Intense, compelling film with Michael York, Dirk Bogarde and Stanley Baker meeting gorgeous Jacqueline Sassard, and clashing verbal swords over her in that creepily repressed, passive-aggressive British style. Also interesting to see screenwriter Harold Pinter turn up in a cameo as a television executive. I looked up Sassard on IMDB, and was intrigued to learn that she had quite a solid acting career and then abruptly quit at age 28. I wonder why?
Freshly restored by the British Film Institute and reissued, this is a typically dark and brooding Harold Pinter tale of bad behaviour and meaningful silences among the privileged and selfish. The acrimony and adultery is fuelled by endless boozing - I can't remember seeing more drinking in a film this side of 'Withnail & I'. ' Accident' is beautifully filmed and acted - you really can believe in Dirk Bogarde as an Oxford professor whose philosophy books don't help at all with his mid-life crisis. The lack of a single truly likeable major character makes 'Accident' an uncomfortable watch, but it's still powerful because its theme of middle-class manoeuvring and meanness is sadly timeless.

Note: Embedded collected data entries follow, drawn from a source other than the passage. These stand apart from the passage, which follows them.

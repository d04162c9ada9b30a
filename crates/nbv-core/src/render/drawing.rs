//! Raster images as terminal glyph grids.
//!
//! Three interchangeable algorithms: half-height block glyphs (one color
//! pair per cell), a density ramp of ASCII characters in positive or
//! negative space, and 2x4 braille dot matrices. All three share the same
//! outer grid math: aspect-preserving, bounded by the terminal, never
//! upsampled. The image is downsampled to the sampling grid once up
//! front, and the per-cell loops index the raw RGBA buffer directly.

use std::io::Cursor;

use anyhow::{Context, Result};
use base64::Engine as _;
use base64::engine::general_purpose::STANDARD as BASE64;

use super::block::{RenderedBlock, Rgb, Style, StyledLine, StyledSpan};
use crate::capability::{CapabilityDecision, ImageAlgorithm, SpacePolarity};
use crate::notebook::Data;

/// A terminal cell is roughly twice as tall as wide.
const GLYPH_ASPECT_CORRECTION: f64 = 0.5;

/// Characters ordered by visual density, sparse to dense.
const DENSITY_RAMP: &[char] = &[' ', '.', ':', '-', '=', '+', '*', '#', '%', '@'];

/// Braille dot thresholds stay inside this band so flat regions do not
/// dissolve into all dots or none.
const BRAILLE_CUTOFF_MIN: f64 = 40.0;
const BRAILLE_CUTOFF_MAX: f64 = 215.0;

/// Unicode braille dot bits by (row, column) inside one cell.
const BRAILLE_BITS: [[u8; 2]; 4] = [[0x01, 0x08], [0x02, 0x10], [0x04, 0x20], [0x40, 0x80]];

/// One drawn terminal cell.
#[derive(Debug, Clone, Copy, PartialEq, Eq)]
pub struct GlyphCell {
    pub glyph: char,
    pub fg: Option<Rgb>,
    pub bg: Option<Rgb>,
}

/// A row-major grid of drawn cells, bounded by the requested dimensions.
#[derive(Debug, Clone)]
pub struct GlyphGrid {
    width: usize,
    height: usize,
    cells: Vec<GlyphCell>,
}

impl GlyphGrid {
    pub fn width(&self) -> usize {
        self.width
    }

    pub fn height(&self) -> usize {
        self.height
    }

    pub fn rows(&self) -> impl Iterator<Item = &[GlyphCell]> {
        self.cells.chunks(self.width)
    }
}

/// Draws raster bytes as a glyph grid.
///
/// The polarity only applies to the character algorithm; the resolver
/// rejects braille + positive space before anything reaches here.
pub fn draw(
    raster: &[u8],
    max_width: u32,
    max_height: u32,
    algorithm: ImageAlgorithm,
    polarity: SpacePolarity,
) -> Result<GlyphGrid> {
    let decoded = image::ImageReader::new(Cursor::new(raster))
        .with_guessed_format()
        .context("failed to sniff image format")?
        .decode()
        .context("failed to decode image")?;

    let (cols, rows) = grid_size(
        decoded.width(),
        decoded.height(),
        max_width.max(1),
        max_height.max(1),
    );

    // Sampling resolution per glyph cell: block reads two pixel rows,
    // braille a 2x4 dot matrix, character one pixel.
    let (sample_w, sample_h) = match algorithm {
        ImageAlgorithm::Block => (cols, rows * 2),
        ImageAlgorithm::Character => (cols, rows),
        ImageAlgorithm::Braille => (cols * 2, rows * 4),
    };
    let pixels = resample_rgba(&decoded, sample_w, sample_h)?;
    let sampled = Sampled {
        pixels: &pixels,
        width: sample_w as usize,
    };

    let cells = match algorithm {
        ImageAlgorithm::Block => draw_block(&sampled, cols as usize, rows as usize),
        ImageAlgorithm::Character => {
            draw_character(&sampled, cols as usize, rows as usize, polarity)
        }
        ImageAlgorithm::Braille => draw_braille(&sampled, cols as usize, rows as usize),
    };

    Ok(GlyphGrid {
        width: cols as usize,
        height: rows as usize,
        cells,
    })
}

/// Aspect-preserving grid dimensions: width-constrained first, then
/// re-fit against the height bound; never wider than the source image.
fn grid_size(image_width: u32, image_height: u32, max_width: u32, max_height: u32) -> (u32, u32) {
    let image_ratio = f64::from(image_height) / f64::from(image_width);
    let mut cols = max_width.min(image_width).max(1);
    let mut rows = (image_ratio * f64::from(cols) * GLYPH_ASPECT_CORRECTION).round() as u32;
    if rows > max_height {
        rows = max_height;
        cols = (f64::from(rows) / GLYPH_ASPECT_CORRECTION / image_ratio).round() as u32;
        cols = cols.clamp(1, max_width);
    }
    (cols.max(1), rows.max(1))
}

/// Downsamples to the sampling grid as raw RGBA bytes.
fn resample_rgba(src: &image::DynamicImage, width: u32, height: u32) -> Result<Vec<u8>> {
    use fast_image_resize as fir;

    let rgba = src.to_rgba8();
    if rgba.width() == width && rgba.height() == height {
        return Ok(rgba.into_raw());
    }

    let src_image = fir::images::Image::from_vec_u8(
        rgba.width(),
        rgba.height(),
        rgba.into_raw(),
        fir::PixelType::U8x4,
    )
    .context("failed to wrap image buffer")?;
    let mut dst_image = fir::images::Image::new(width, height, fir::PixelType::U8x4);
    let mut resizer = fir::Resizer::new();
    let options = fir::ResizeOptions::new().resize_alg(fir::ResizeAlg::Nearest);
    resizer
        .resize(&src_image, &mut dst_image, Some(&options))
        .context("failed to resample image")?;
    Ok(dst_image.into_vec())
}

/// A borrowed RGBA sampling buffer.
struct Sampled<'a> {
    pixels: &'a [u8],
    width: usize,
}

impl Sampled<'_> {
    /// The pixel at (x, y), alpha-composited onto black.
    fn pixel(&self, x: usize, y: usize) -> Rgb {
        let offset = (y * self.width + x) * 4;
        let alpha = u16::from(self.pixels[offset + 3]);
        let blend = |channel: u8| ((u16::from(channel) * alpha) / 255) as u8;
        Rgb::new(
            blend(self.pixels[offset]),
            blend(self.pixels[offset + 1]),
            blend(self.pixels[offset + 2]),
        )
    }

    fn luminance(&self, x: usize, y: usize) -> f64 {
        let Rgb { r, g, b } = self.pixel(x, y);
        0.299 * f64::from(r) + 0.587 * f64::from(g) + 0.114 * f64::from(b)
    }
}

fn draw_block(sampled: &Sampled, cols: usize, rows: usize) -> Vec<GlyphCell> {
    let mut cells = Vec::with_capacity(cols * rows);
    for y in 0..rows {
        for x in 0..cols {
            let top = sampled.pixel(x, y * 2);
            let bottom = sampled.pixel(x, y * 2 + 1);
            cells.push(GlyphCell {
                glyph: '▀',
                fg: Some(top),
                bg: Some(bottom),
            });
        }
    }
    cells
}

fn draw_character(
    sampled: &Sampled,
    cols: usize,
    rows: usize,
    polarity: SpacePolarity,
) -> Vec<GlyphCell> {
    let top_index = (DENSITY_RAMP.len() - 1) as f64;
    let mut cells = Vec::with_capacity(cols * rows);
    for y in 0..rows {
        for x in 0..cols {
            let level = sampled.luminance(x, y) / 255.0;
            let index = match polarity {
                // Dark regions map to dense glyphs: light backgrounds.
                SpacePolarity::Negative => ((1.0 - level) * top_index).round() as usize,
                SpacePolarity::Positive => (level * top_index).round() as usize,
            };
            let glyph = DENSITY_RAMP[index.min(DENSITY_RAMP.len() - 1)];
            cells.push(GlyphCell {
                glyph,
                fg: (glyph != ' ').then(|| sampled.pixel(x, y)),
                bg: None,
            });
        }
    }
    cells
}

fn draw_braille(sampled: &Sampled, cols: usize, rows: usize) -> Vec<GlyphCell> {
    let mut cells = Vec::with_capacity(cols * rows);
    for y in 0..rows {
        for x in 0..cols {
            // Per-cell brightness cutoff from the mean of the 8 dots.
            let mut total = 0.0;
            for dy in 0..4 {
                for dx in 0..2 {
                    total += sampled.luminance(x * 2 + dx, y * 4 + dy);
                }
            }
            let cutoff = (total / 8.0).clamp(BRAILLE_CUTOFF_MIN, BRAILLE_CUTOFF_MAX);

            let mut bits = 0u8;
            let mut lit = 0u32;
            let (mut r, mut g, mut b) = (0u32, 0u32, 0u32);
            for dy in 0..4 {
                for dx in 0..2 {
                    if sampled.luminance(x * 2 + dx, y * 4 + dy) > cutoff {
                        bits |= BRAILLE_BITS[dy][dx];
                        let pixel = sampled.pixel(x * 2 + dx, y * 4 + dy);
                        r += u32::from(pixel.r);
                        g += u32::from(pixel.g);
                        b += u32::from(pixel.b);
                        lit += 1;
                    }
                }
            }
            let glyph = char::from_u32(0x2800 + u32::from(bits)).unwrap_or('⠀');
            let fg = (lit > 0)
                .then(|| Rgb::new((r / lit) as u8, (g / lit) as u8, (b / lit) as u8));
            cells.push(GlyphCell {
                glyph,
                fg,
                bg: None,
            });
        }
    }
    cells
}

/// Converts a grid to a block, merging adjacent cells with identical
/// colors into single spans.
pub fn grid_to_block(grid: &GlyphGrid) -> RenderedBlock {
    let mut lines = Vec::with_capacity(grid.height());
    for row in grid.rows() {
        let mut spans: Vec<StyledSpan> = Vec::new();
        for cell in row {
            let style = Style::Colored {
                fg: cell.fg,
                bg: cell.bg,
            };
            match spans.last_mut() {
                Some(last) if last.style == style => last.text.push(cell.glyph),
                _ => spans.push(StyledSpan::new(cell.glyph.to_string(), style)),
            }
        }
        lines.push(StyledLine { spans });
    }
    RenderedBlock::from_lines(lines)
}

/// Renders an image payload, degrading to the plain-text alternative (or
/// "Image") when the bytes cannot be drawn.
pub fn render_image(
    data: &Data,
    mime: &str,
    width: u32,
    decision: &CapabilityDecision,
) -> RenderedBlock {
    let fallback = data
        .text("text/plain")
        .unwrap_or_else(|| "Image".to_string());

    let Some(encoded) = data.text(mime) else {
        return RenderedBlock::from_text(&fallback, Style::Fallback);
    };
    let stripped: String = encoded.chars().filter(|c| !c.is_whitespace()).collect();
    let drawn = BASE64
        .decode(stripped)
        .context("failed to decode image payload")
        .and_then(|bytes| {
            draw(
                &bytes,
                width,
                u32::from(decision.terminal_height),
                decision.image_algorithm,
                decision.space_polarity,
            )
        });
    match drawn {
        Ok(grid) => grid_to_block(&grid),
        Err(error) => {
            tracing::debug!(mime, %error, "image drawing failed, using fallback text");
            RenderedBlock::from_text(&fallback, Style::Fallback)
        }
    }
}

Almost like an English version of an alan resnais film at times. It's a very fine one in it's own right with a great cast. Adapted by Harold Pinter from Nicolas Mosley's novel (with both playwright and novelist guest starring). In terms of the story not all a lot actually happens but it's all in the performance's and the execution.
Let me put it out there right from the beginning. The feelings I had after I watched this movie are: disconnected and pretentious. I can go on and on about why I didnt enjoy the movie but the truth was i was more frustrated at how some of the good ideas (and there are plenty) that simply didnt work as a result of bad pacing, jerky/wrong editing and the lead actress' performance (in which the men are suppose to fall all over her) who obviously went to the Barbara Bach School of Acting. I seriously think she looked dead in the last scene as she taxied out. So kudos for the efforts but when it didnt blend in or when execution was lacking in finesse and flair, sadly it became pretentious. I was more interested in finding out what happened to the professor who bought the ladder...
Another superb collaboration between writer Harold Pinter and director Joseph Losey and actor Dirk Bogarde. Pinter, lauded as the "master of pauses" in theatre brings this deliberately contemplative atmosphere to the film as we watch the characters in the film say more with their silence than they so often do when speaking. The cast is top-notch, as if the exceptional photography, editing and production design. This is one of those films that can really transport me to the time and place where and when it was made, in this case late 60s England. Highly recommended for fans of cinema who take pleasure in "moody" films, ones which require the viewer to be an active participant in the experience of watching.
vu au cinéma L'Autan à Ramonville lundi 7 juin 2010 à 21h dans le cadre du cycle "Revoyez vos classiques".
Un chef d'oeuvre de Joseph Losey. Un scenario de Pinter. Comme dans The Servant, L'affrontement des classes sociales mais cette fois entre professeurs d'Oxford. Beaucoup dans le non-dit. Un film elegant aux dialogues subtils. Mes chouchous Dirk Bogarde et Stanley Baker (ceux de Losey aussi). Et Delphine Seyrig en apparition comme dirait Truffaut. Et le fameux plan final où l'on voit les rails du travelling.